The death of Jesus on the cross was the culmination of his suffering that began after the Last Supper the evening before. While praying in the Garden of Gethsemane, as the Gospels of Matthew and Mark report, Jesus cried out in sorrow and distress, “My soul is sorrowful even to death” (Mt. 26:38; Mk. 14:34). The Gospel of Luke adds the physical image of Jesus sweating “like drops of blood falling on the ground” (Lk. 22:44). These reports reveal Jesus suffering soul’s torment. “That which He has not assumed He has not healed.” The words of Saint Gregory become most meaningful here in another way for the life of Mother Teresa, whom we now know suffered a similar torment of soul. In all the formative years of her new work in Kolkata, Mother Teresa was devoid of any sense of connectedness to God, as many of passages of her diary and her letters to her confessors reveal.
“I can’t lift my soul to God—no light or inspiration enters my soul.—I speak of love for souls—of tender love for God—words mass through my words [sic, lips]—and I long with a deep longing to believe them.—What do I labor for? If there be no God—there can be no soul.—If there be no soul then Jesus—You also are not true.—Heaven, what emptiness” (Mother Teresa: Come Be My Light. The Private Writings of the ‘Saint of Calcutta’, ed. Brian Kolodiejchuk, p. 193)

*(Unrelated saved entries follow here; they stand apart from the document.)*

/// Available keybinding schemes.
///
/// - [`Vim`](Keymap::Vim): `h`/`l` between weeks, `j`/`k` to scroll
/// - [`Arrows`](Keymap::Arrows): arrow keys and function keys only
#[derive(Clone, Copy, Debug, Default, PartialEq, Eq)]
pub enum Keymap {
    #[default]
    Vim,
    Arrows,
}

impl Keymap {
    /// Look up a keymap by name. Unknown names fall back to vim with a warning.
    pub fn from_name(name: Option<&str>) -> (Keymap, Option<String>) {
        let Some(name) = name.map(str::trim).filter(|s| !s.is_empty()) else {
            return (Keymap::Vim, None);
        };
        if name.eq_ignore_ascii_case("vim") {
            (Keymap::Vim, None)
        } else if name.eq_ignore_ascii_case("arrows") {
            (Keymap::Arrows, None)
        } else {
            (
                Keymap::Vim,
                Some(format!("Unknown keymap '{}', using built-in 'vim'", name)),
            )
        }
    }

    pub fn name(&self) -> &str {
        match self {
            Keymap::Vim => "vim",
            Keymap::Arrows => "arrows",
        }
    }

    pub fn status_hint(&self) -> &'static str {
        match self {
            Keymap::Vim => "h/l:week  t:today  j/k:scroll  r:refresh  ?:legend  q:quit",
            Keymap::Arrows => "←/→:week  Home:today  ↑/↓:scroll  F5:refresh  F1:legend  q:quit",
        }
    }
}

/// Actions that can be triggered by key presses.
///
/// The keymap translates key events into actions, which are then applied to
/// the application state.
#[derive(Clone, Copy, Debug, PartialEq, Eq)]
pub enum Action {
    NextWeek,
    PreviousWeek,
    /// Jump to the week containing today.
    CurrentWeek,
    /// Scroll the roster by this many lines.
    Scroll(i32),
    /// Fetch the schedule now.
    Refresh,
    ShowLegend,
    /// Leave the legend, restoring the week shown before it.
    Back,
    /// Close the comment tooltip, or clear the highlighted name.
    Dismiss,
    Quit,
}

“Unloved. I call, I cling, I want.—and there is no One to answer—no One on Whom I can cling—no, No One.—Alone. The darkness is so dark—I am alone.—Unwanted, forsaken.—The loneliness of the heart that wants is unbearable.—Where is my faith?—Even deep down, right in, there is nothing but emptiness & darkness” (Mother Teresa: Come Be My Light, p. 187).
Eventually with the help of a confessor, Mother Teresa was able to understand her own inner trials as part of the suffering experienced by Jesus.
“Dear Father, I can’t express in words—the gratitude I owe you for your kindness to me.—for the first time in this 11 years—I have come to love the darkness.—for I believe now that it is a part, a very, very small part of Jesus’ darkness & pain on earth. You have taught me to accept it [as] a ‘spiritual side of your work’ as you wrote.—Today really I felt a deep joy—that Jesus can’t go anymore through the agony—but that He wants to go through it in me.—More than ever I surrender myself to Him.—Yes—more than ever I will be at His disposal” (Mother Teresa: Come Be My Light, p. 214).
The Church gives us the formal veneration of the saints as a guiding light for our own lives of discipleship. Let us take note of Mother Teresa’s journey to sainthood and the saving grace of Jesus’ suffering this week as we bring any inner turmoil with us when we gather in communities of worship and remembrance of the great events of our salvation.